The reason for the disparity of improvement in the L-cysteine productivity and final L-cysteine concentrations between the strain overexpressing CYSS and the strain overexpressing SLCYSS is most likely the sulphur utilisation. While the overexpression of SLCYSS intensifies a pathway already being utilised for L-cysteine synthesis from thiosulfate and only utilises one of the two sulphur atoms of thiosulfate, the overexpression of CYSS enhances a parallel synthesis pathway that can take advantage of the second sulphur atom of thiosulfate after is cleavage from sulfocysteine by SCYSSL. This is supported when comparing the L-cysteine’s sulphur molar yields of the production processes with these strains; the overexpression of SLCYSS increased the sulphur molar yield of L-cysteine from up to 22.7% in the reference process with pCys to up to 55.0% with the strain carrying the plasmid pCysM. This means that with the overexpression of SLCYSS slightly more than half of the sulphur atoms provided to the process are incorporated into cysteine. In contrast, the overexpression of CYSS increases the sulphur molar yield to up to 74.7%. This effect was not quantified in the MCA because the model does not take the availability of sulphur ions into account, since it was not possible to quantify the intracellular sulfphur ion concentrations with the available analytical methods.

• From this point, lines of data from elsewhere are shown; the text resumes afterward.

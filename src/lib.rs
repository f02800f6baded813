pub mod config;
pub mod core;
pub mod domain;
pub mod utils;

pub use config::{file::FileConfig, CliConfig};
pub use core::gateway::OpenF1Gateway;
pub use core::normalize::CountryCatalog;
pub use core::service::{DriverDetail, PaddockService};
pub use domain::model::{
    Driver, Lap, Meeting, Navigation, Position, Session, SessionResult, SortConfig, SortOption,
    SortOrder, Team,
};
pub use domain::ports::{ConfigProvider, RaceDataSource};
pub use utils::error::{PaddockError, Result};
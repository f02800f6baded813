pub mod file;

use crate::domain::ports::ConfigProvider;
use crate::utils::error::Result;
use crate::utils::validation::{self, Validate};
use clap::Parser;
use serde::{Deserialize, Serialize};

/// The reference session the client binds every query to. 2023 Singapore
/// GP race; the first session with complete headshot data.
pub const DEFAULT_SESSION_KEY: u32 = 9158;
pub const DEFAULT_YEAR: u32 = 2023;

#[derive(Debug, Clone, Serialize, Deserialize, Parser)]
#[command(name = "paddock")]
#[command(about = "Fetch, aggregate and query OpenF1 session telemetry")]
pub struct CliConfig {
    #[arg(long, default_value = "https://api.openf1.org/v1")]
    pub base_url: String,

    /// Reference session all queries bind to.
    #[arg(long, default_value_t = DEFAULT_SESSION_KEY)]
    pub session_key: u32,

    #[arg(long, default_value_t = DEFAULT_YEAR)]
    pub year: u32,

    /// Most recent laps to keep per driver.
    #[arg(long, default_value = "10")]
    pub lap_limit: usize,

    /// Most recent sessions to list.
    #[arg(long, default_value = "5")]
    pub session_limit: usize,

    #[arg(long, default_value = "10")]
    pub request_timeout_secs: u64,

    /// Driver number to show a detail view for.
    #[arg(long)]
    pub driver: Option<u32>,

    /// Free-text filter applied to the driver roster.
    #[arg(long)]
    pub search: Option<String>,

    #[arg(long, help = "Enable verbose output")]
    pub verbose: bool,
}

impl ConfigProvider for CliConfig {
    fn base_url(&self) -> &str {
        &self.base_url
    }

    fn session_key(&self) -> u32 {
        self.session_key
    }

    fn year(&self) -> u32 {
        self.year
    }

    fn lap_limit(&self) -> usize {
        self.lap_limit
    }

    fn session_limit(&self) -> usize {
        self.session_limit
    }

    fn request_timeout_secs(&self) -> u64 {
        self.request_timeout_secs
    }
}

impl Validate for CliConfig {
    fn validate(&self) -> Result<()> {
        validation::validate_url("base_url", &self.base_url)?;
        validation::validate_positive_number("lap_limit", self.lap_limit, 1)?;
        validation::validate_positive_number("session_limit", self.session_limit, 1)?;
        validation::validate_range("request_timeout_secs", self.request_timeout_secs, 1, 120)?;
        Ok(())
    }
}

#[cfg(test)]
mod tests {
    use super::*;

    fn base_config() -> CliConfig {
        CliConfig {
            base_url: "https://api.openf1.org/v1".to_string(),
            session_key: DEFAULT_SESSION_KEY,
            year: DEFAULT_YEAR,
            lap_limit: 10,
            session_limit: 5,
            request_timeout_secs: 10,
            driver: None,
            search: None,
            verbose: false,
        }
    }

    #[test]
    fn test_default_config_is_valid() {
        assert!(base_config().validate().is_ok());
    }

    #[test]
    fn test_invalid_base_url_rejected() {
        let mut config = base_config();
        config.base_url = "not-a-url".to_string();
        assert!(config.validate().is_err());
    }

    #[test]
    fn test_zero_lap_limit_rejected() {
        let mut config = base_config();
        config.lap_limit = 0;
        assert!(config.validate().is_err());
    }
}
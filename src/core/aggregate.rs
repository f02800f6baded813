use crate::domain::model::{Driver, Team};
use std::collections::HashMap;

const UNKNOWN_TEAM: &str = "Unknown Team";

/// Fold driver records into team groupings.
///
/// Teams appear in the order they are first encountered; the first driver
/// seen for a team seeds its colour. Every driver lands in exactly one
/// team, so member counts sum to the input length. Country codes are
/// collected per team, deduplicated, in first-seen order.
pub fn aggregate_teams(drivers: &[Driver]) -> Vec<Team> {
    let mut teams: Vec<Team> = Vec::new();
    let mut index: HashMap<String, usize> = HashMap::new();

    for driver in drivers {
        let key = driver
            .team_name
            .clone()
            .filter(|n| !n.is_empty())
            .unwrap_or_else(|| UNKNOWN_TEAM.to_string());

        let slot = *index.entry(key.clone()).or_insert_with(|| {
            teams.push(Team {
                team_name: key,
                team_colour: driver.team_colour.clone(),
                drivers: Vec::new(),
                country_codes: Vec::new(),
            });
            teams.len() - 1
        });

        let team = &mut teams[slot];
        if let Some(code) = driver.country_code.as_deref() {
            if !team.country_codes.iter().any(|c| c == code) {
                team.country_codes.push(code.to_string());
            }
        }
        team.drivers.push(driver.clone());
    }

    teams
}
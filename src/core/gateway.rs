use crate::domain::model::{Driver, Lap, Meeting, Position, Session, SessionResult};
use crate::domain::ports::{ConfigProvider, RaceDataSource};
use crate::utils::error::Result;
use async_trait::async_trait;
use reqwest::Client;
use serde::de::DeserializeOwned;
use std::time::Duration;

/// Gateway to the OpenF1 REST service.
///
/// All queries bind to the reference `session_key`/`year` from the
/// injected configuration. Nothing is cached; every call re-fetches so
/// callers always see the service's current view.
pub struct OpenF1Gateway<C: ConfigProvider> {
    config: C,
    client: Client,
}

impl<C: ConfigProvider> OpenF1Gateway<C> {
    pub fn new(config: C) -> Self {
        let client = Client::builder()
            .timeout(Duration::from_secs(config.request_timeout_secs()))
            .build()
            .unwrap_or_default();
        Self { config, client }
    }

    async fn get_list<T: DeserializeOwned>(
        &self,
        path: &str,
        query: &[(&str, String)],
    ) -> Result<Vec<T>> {
        let url = format!("{}/{}", self.config.base_url().trim_end_matches('/'), path);
        tracing::debug!("GET {} {:?}", url, query);

        let response = self
            .client
            .get(&url)
            .query(query)
            .send()
            .await?
            .error_for_status()?;

        let items = response.json::<Vec<T>>().await?;
        tracing::debug!("{} returned {} records", path, items.len());
        Ok(items)
    }
}

#[async_trait]
impl<C: ConfigProvider> RaceDataSource for OpenF1Gateway<C> {
    async fn fetch_drivers(&self) -> Result<Vec<Driver>> {
        self.get_list(
            "drivers",
            &[("session_key", self.config.session_key().to_string())],
        )
        .await
    }

    async fn fetch_driver_laps(&self, driver_number: u32, limit: usize) -> Result<Vec<Lap>> {
        let mut laps: Vec<Lap> = self
            .get_list(
                "laps",
                &[
                    ("session_key", self.config.session_key().to_string()),
                    ("driver_number", driver_number.to_string()),
                ],
            )
            .await?;

        // Most recent laps by lap number, not by wall-clock arrival.
        laps.sort_by(|a, b| b.lap_number.cmp(&a.lap_number));
        laps.truncate(limit);
        Ok(laps)
    }

    async fn fetch_sessions(&self, limit: usize) -> Result<Vec<Session>> {
        let mut sessions: Vec<Session> = self
            .get_list("sessions", &[("year", self.config.year().to_string())])
            .await?;

        sessions.sort_by(|a, b| b.date_start.cmp(&a.date_start));
        sessions.truncate(limit);
        Ok(sessions)
    }

    async fn fetch_meetings(&self, year: u32) -> Result<Vec<Meeting>> {
        self.get_list("meetings", &[("year", year.to_string())])
            .await
    }

    async fn fetch_positions(&self, session_key: u32) -> Result<Vec<Position>> {
        self.get_list("position", &[("session_key", session_key.to_string())])
            .await
    }

    async fn fetch_session_result(&self, session_key: u32) -> Result<Vec<SessionResult>> {
        self.get_list("session_result", &[("session_key", session_key.to_string())])
            .await
    }
}
use clap::Parser;
use paddock::utils::{logger, validation::Validate};
use paddock::{CliConfig, OpenF1Gateway, PaddockService, SortConfig};

#[tokio::main]
async fn main() -> anyhow::Result<()> {
    let config = CliConfig::parse();

    logger::init_cli_logger(config.verbose);

    tracing::info!("Starting paddock CLI");
    if config.verbose {
        tracing::debug!("CLI config: {:?}", config);
    }

    if let Err(e) = config.validate() {
        tracing::error!("Configuration validation failed: {}", e);
        eprintln!("error: {}", e);
        std::process::exit(1);
    }

    let gateway = OpenF1Gateway::new(config.clone());
    let service = PaddockService::new(gateway, config.clone());

    let teams = service.team_standings().await;
    println!("Teams (session {}):", config.session_key);
    for team in &teams {
        println!(
            "  {:<28} {:>2} drivers  [{}]",
            team.team_name,
            team.drivers.len(),
            team.country_codes.join(", ")
        );
    }

    let roster = service
        .driver_roster(
            config.search.as_deref().unwrap_or(""),
            "",
            "",
            SortConfig::default(),
        )
        .await;
    println!("\nDrivers:");
    for d in &roster {
        println!(
            "  #{:<3} {:<22} {}  {}",
            d.driver_number,
            d.full_name,
            d.country_code.as_deref().unwrap_or("INT"),
            d.team_name.as_deref().unwrap_or("Unknown Team"),
        );
    }

    let sessions = service.recent_sessions().await;
    println!("\nRecent sessions ({}):", config.year);
    for session in &sessions {
        println!(
            "  {}  {:<12} {}",
            session.date_start.format("%Y-%m-%d"),
            session.session_name,
            session.circuit_short_name.as_deref().unwrap_or("-")
        );
    }

    if let Some(number) = config.driver {
        // The lookup path propagates so a transient failure is visible.
        match service.driver_detail(number).await {
            Ok(Some(detail)) => {
                let d = &detail.driver;
                println!(
                    "\n#{} {} ({}) — {}",
                    d.driver_number,
                    d.full_name,
                    d.country_code.as_deref().unwrap_or("INT"),
                    d.team_name.as_deref().unwrap_or("Unknown Team"),
                );
                for lap in &detail.laps {
                    match lap.lap_duration {
                        Some(duration) => println!("  lap {:>2}  {:.3}s", lap.lap_number, duration),
                        None => println!("  lap {:>2}  --", lap.lap_number),
                    }
                }
                let prev = detail
                    .navigation
                    .previous
                    .map(|p| format!("#{}", p.driver_number))
                    .unwrap_or_else(|| "-".to_string());
                let next = detail
                    .navigation
                    .next
                    .map(|n| format!("#{}", n.driver_number))
                    .unwrap_or_else(|| "-".to_string());
                println!("  prev: {}  next: {}", prev, next);
            }
            Ok(None) => println!("\nNo driver #{} in session {}", number, config.session_key),
            Err(e) => {
                tracing::error!("Driver lookup failed: {}", e);
                eprintln!("error: {}", e);
                std::process::exit(1);
            }
        }
    }

    Ok(())
}
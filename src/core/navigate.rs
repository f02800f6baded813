use crate::domain::model::{Driver, Navigation};

/// Exact lookup by driver number. Absence is `None`, not an error.
pub fn find_by_number(drivers: &[Driver], driver_number: u32) -> Option<&Driver> {
    drivers.iter().find(|d| d.driver_number == driver_number)
}

/// Prev/next adjacency for a driver, relative to ascending driver number.
///
/// The minimum element has no `previous`, the maximum no `next`. An
/// absent target yields an empty result rather than pointing at the
/// first element.
pub fn navigate(drivers: &[Driver], driver_number: u32) -> Navigation {
    let mut ordered: Vec<&Driver> = drivers.iter().collect();
    ordered.sort_by_key(|d| d.driver_number);

    let Some(index) = ordered.iter().position(|d| d.driver_number == driver_number) else {
        return Navigation::default();
    };

    Navigation {
        previous: index.checked_sub(1).map(|i| ordered[i].clone()),
        next: ordered.get(index + 1).map(|d| (*d).clone()),
    }
}
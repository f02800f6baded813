use crate::utils::error::{PaddockError, Result};
use url::Url;

pub trait Validate {
    fn validate(&self) -> Result<()>;
}

pub fn validate_url(field_name: &str, url_str: &str) -> Result<()> {
    if url_str.is_empty() {
        return Err(PaddockError::InvalidConfigValue {
            field: field_name.to_string(),
            value: url_str.to_string(),
            reason: "URL cannot be empty".to_string(),
        });
    }

    match Url::parse(url_str) {
        Ok(url) => match url.scheme() {
            "http" | "https" => Ok(()),
            scheme => Err(PaddockError::InvalidConfigValue {
                field: field_name.to_string(),
                value: url_str.to_string(),
                reason: format!("Unsupported URL scheme: {}", scheme),
            }),
        },
        Err(e) => Err(PaddockError::InvalidConfigValue {
            field: field_name.to_string(),
            value: url_str.to_string(),
            reason: format!("Invalid URL format: {}", e),
        }),
    }
}

pub fn validate_positive_number(field_name: &str, value: usize, min_value: usize) -> Result<()> {
    if value < min_value {
        return Err(PaddockError::InvalidConfigValue {
            field: field_name.to_string(),
            value: value.to_string(),
            reason: format!("Value must be at least {}", min_value),
        });
    }
    Ok(())
}

pub fn validate_range<T: PartialOrd + std::fmt::Display + Copy>(
    field_name: &str,
    value: T,
    min: T,
    max: T,
) -> Result<()> {
    if value < min || value > max {
        return Err(PaddockError::InvalidConfigValue {
            field: field_name.to_string(),
            value: value.to_string(),
            reason: format!("Value must be between {} and {}", min, max),
        });
    }
    Ok(())
}
// Layer — An ordered pipeline of operations with one declared input width
//
// A layer threads its input through each operation in turn; the output of
// one operation becomes the input of the next. Backward walks the same list
// in exactly reverse order.
//
// Example:
//   let mut layer = Layer::new(4, vec![
//       Operation::weights(w),       // [1, 4] -> [1, 3]
//       Operation::bias(b)?,         // [1, 3] -> [1, 3]
//       Operation::sigmoid(),
//   ])?;
//   let y = layer.forward(&x)?;
//   let dx = layer.backward(&dy, true, 0.01)?;
//
// ERRORS:
//
//   input.columns != input_width        → ShapeMismatch (the caller's input is wrong)
//   an operation rejects its predecessor → LayerComposition (the layer is mis-wired)
//   backward before forward             → OperationNotReady
//   gradient shape != last output shape → ShapeMismatch
//
// Backward is not atomic: if an operation fails halfway through, updates
// already applied by operations later in the list stay applied.

use rand::RngCore;
use tracing::debug;
use wren_core::{Element, Error, Matrix, Result, Shape};

use crate::activation::Sigmoid;
use crate::bias::Bias;
use crate::operation::{Differentiable, Operation, Trace};
use crate::weights::Weights;

/// A sequence of operations sharing one input width.
#[derive(Debug)]
pub struct Layer<T: Element> {
    input_width: usize,
    operations: Vec<Operation<T>>,
    traces: Option<Vec<Trace<T>>>,
    last_output_shape: Option<Shape>,
}

impl<T: Element> Layer<T> {
    /// Build a layer from its input width and operations, in forward order.
    pub fn new(input_width: usize, operations: Vec<Operation<T>>) -> Result<Self> {
        if input_width == 0 {
            return Err(Error::config("layer input width must be positive"));
        }
        if operations.is_empty() {
            return Err(Error::config("layer needs at least one operation"));
        }
        Ok(Layer {
            input_width,
            operations,
            traces: None,
            last_output_shape: None,
        })
    }

    /// A fully connected sigmoid layer: Weights (Xavier) → Bias (zero) → Sigmoid.
    pub fn dense<R: RngCore + ?Sized>(
        input_width: usize,
        output_width: usize,
        rng: &mut R,
    ) -> Result<Self> {
        Self::new(
            input_width,
            vec![
                Operation::WeightedTransform(Weights::xavier(input_width, output_width, rng)?),
                Operation::BiasAdd(Bias::new(output_width)),
                Operation::Sigmoid(Sigmoid),
            ],
        )
    }

    /// The declared input width.
    pub fn input_width(&self) -> usize {
        self.input_width
    }

    /// The output width, when every operation can report it without data.
    pub fn output_width(&self) -> Option<usize> {
        self.operations.iter().try_fold(self.input_width, |width, op| {
            op.output_width_for(width).ok().flatten()
        })
    }

    /// The operations, in forward order.
    pub fn operations(&self) -> &[Operation<T>] {
        &self.operations
    }

    /// Mutable access to the operations, in forward order.
    pub fn operations_mut(&mut self) -> &mut [Operation<T>] {
        &mut self.operations
    }

    /// Total number of scalar parameters.
    pub fn num_parameters(&self) -> usize {
        self.operations.iter().map(|op| op.num_parameters()).sum()
    }

    /// Shape of the output of the most recent `forward`.
    pub fn last_output_shape(&self) -> Option<Shape> {
        self.last_output_shape
    }

    /// Re-draw every parameter uniformly from [low, high).
    pub fn randomize(&mut self, low: f64, high: f64, rng: &mut dyn RngCore) -> Result<()> {
        for op in &mut self.operations {
            op.randomize_parameter(low, high, rng)?;
        }
        Ok(())
    }

    fn check_input(&self, input: &Matrix<T>) -> Result<()> {
        if input.columns() != self.input_width {
            return Err(Error::ShapeMismatch {
                op: "layer_forward",
                expected: Shape::new(input.rows(), self.input_width),
                got: input.shape(),
            });
        }
        Ok(())
    }

    /// Run the input through every operation, recording what backward needs.
    pub fn forward(&mut self, input: &Matrix<T>) -> Result<Matrix<T>> {
        self.check_input(input)?;
        self.traces = None;
        let mut traces = Vec::with_capacity(self.operations.len());
        let mut out = input.clone();
        for (position, op) in self.operations.iter().enumerate() {
            let (next, trace) = op
                .forward(&out)
                .map_err(|e| composition_error(position, op.name(), e))?;
            traces.push(trace);
            out = next;
        }
        self.last_output_shape = Some(out.shape());
        self.traces = Some(traces);
        Ok(out)
    }

    /// Forward pass without recording anything for backward.
    pub fn infer(&self, input: &Matrix<T>) -> Result<Matrix<T>> {
        self.check_input(input)?;
        let mut out = input.clone();
        for (position, op) in self.operations.iter().enumerate() {
            out = op
                .forward(&out)
                .map_err(|e| composition_error(position, op.name(), e))?
                .0;
        }
        Ok(out)
    }

    /// Propagate `grad` back through the operations, in reverse order.
    ///
    /// When `train` is set, each parameterized operation applies its
    /// accumulated gradient right after its own backward. Returns the
    /// gradient with respect to the layer input. Consumes the traces of the
    /// last forward; a second backward needs a new forward.
    pub fn backward(
        &mut self,
        grad: &Matrix<T>,
        train: bool,
        learning_rate: f64,
    ) -> Result<Matrix<T>> {
        let expected = match (self.last_output_shape, self.traces.is_some()) {
            (Some(shape), true) => shape,
            _ => {
                return Err(Error::OperationNotReady {
                    op: "layer",
                    reason: "backward called without a preceding forward".into(),
                })
            }
        };
        if grad.shape() != expected {
            return Err(Error::ShapeMismatch {
                op: "layer_backward",
                expected,
                got: grad.shape(),
            });
        }
        let traces = self.traces.take().unwrap_or_default();

        let mut d = grad.clone();
        for (op, trace) in self.operations.iter_mut().zip(traces.iter()).rev() {
            d = op.backward(trace, &d)?;
            if train && op.apply_gradient(learning_rate)? {
                debug!(op = op.name(), learning_rate, "applied gradient");
            }
        }
        Ok(d)
    }
}

fn composition_error(position: usize, op: &'static str, e: Error) -> Error {
    if e.is_shape_error() {
        Error::LayerComposition {
            position,
            op,
            source: Box::new(e),
        }
    } else {
        e
    }
}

The use of in vivo MCA may lead to more bioprocess-relevant and more targeted strain optimisation approaches, as was the case in the present publication. However, they require extensive knowledge of the enzyme regulation and allosteric effects caused by the internal metabolites to accurately model the impact of deliberate changes in the enzyme levels on a genome-wide scale. The integration of kinetic information is required to understand the mechanism underlying the change in metabolic fluxes that can be calculated by constraint-based models like MCA and remains a topic of great scientific interest (Link et al. 2014). As an example, Bi et al. (2023) utilised a small kinetic model of glycolysis to accurately predict oscillations in the internal pyruvate concentrations in starved E. coli cells which were submitted to stepwise increases in the feeding rates of glycolytic intermediates. The integration in the genome-scale metabolic modelling of dynamic behaviours through the incorporation of kinetic information may help enhance the predictive power of the analyses and simplify the experimental effort put into reaching stationary stages.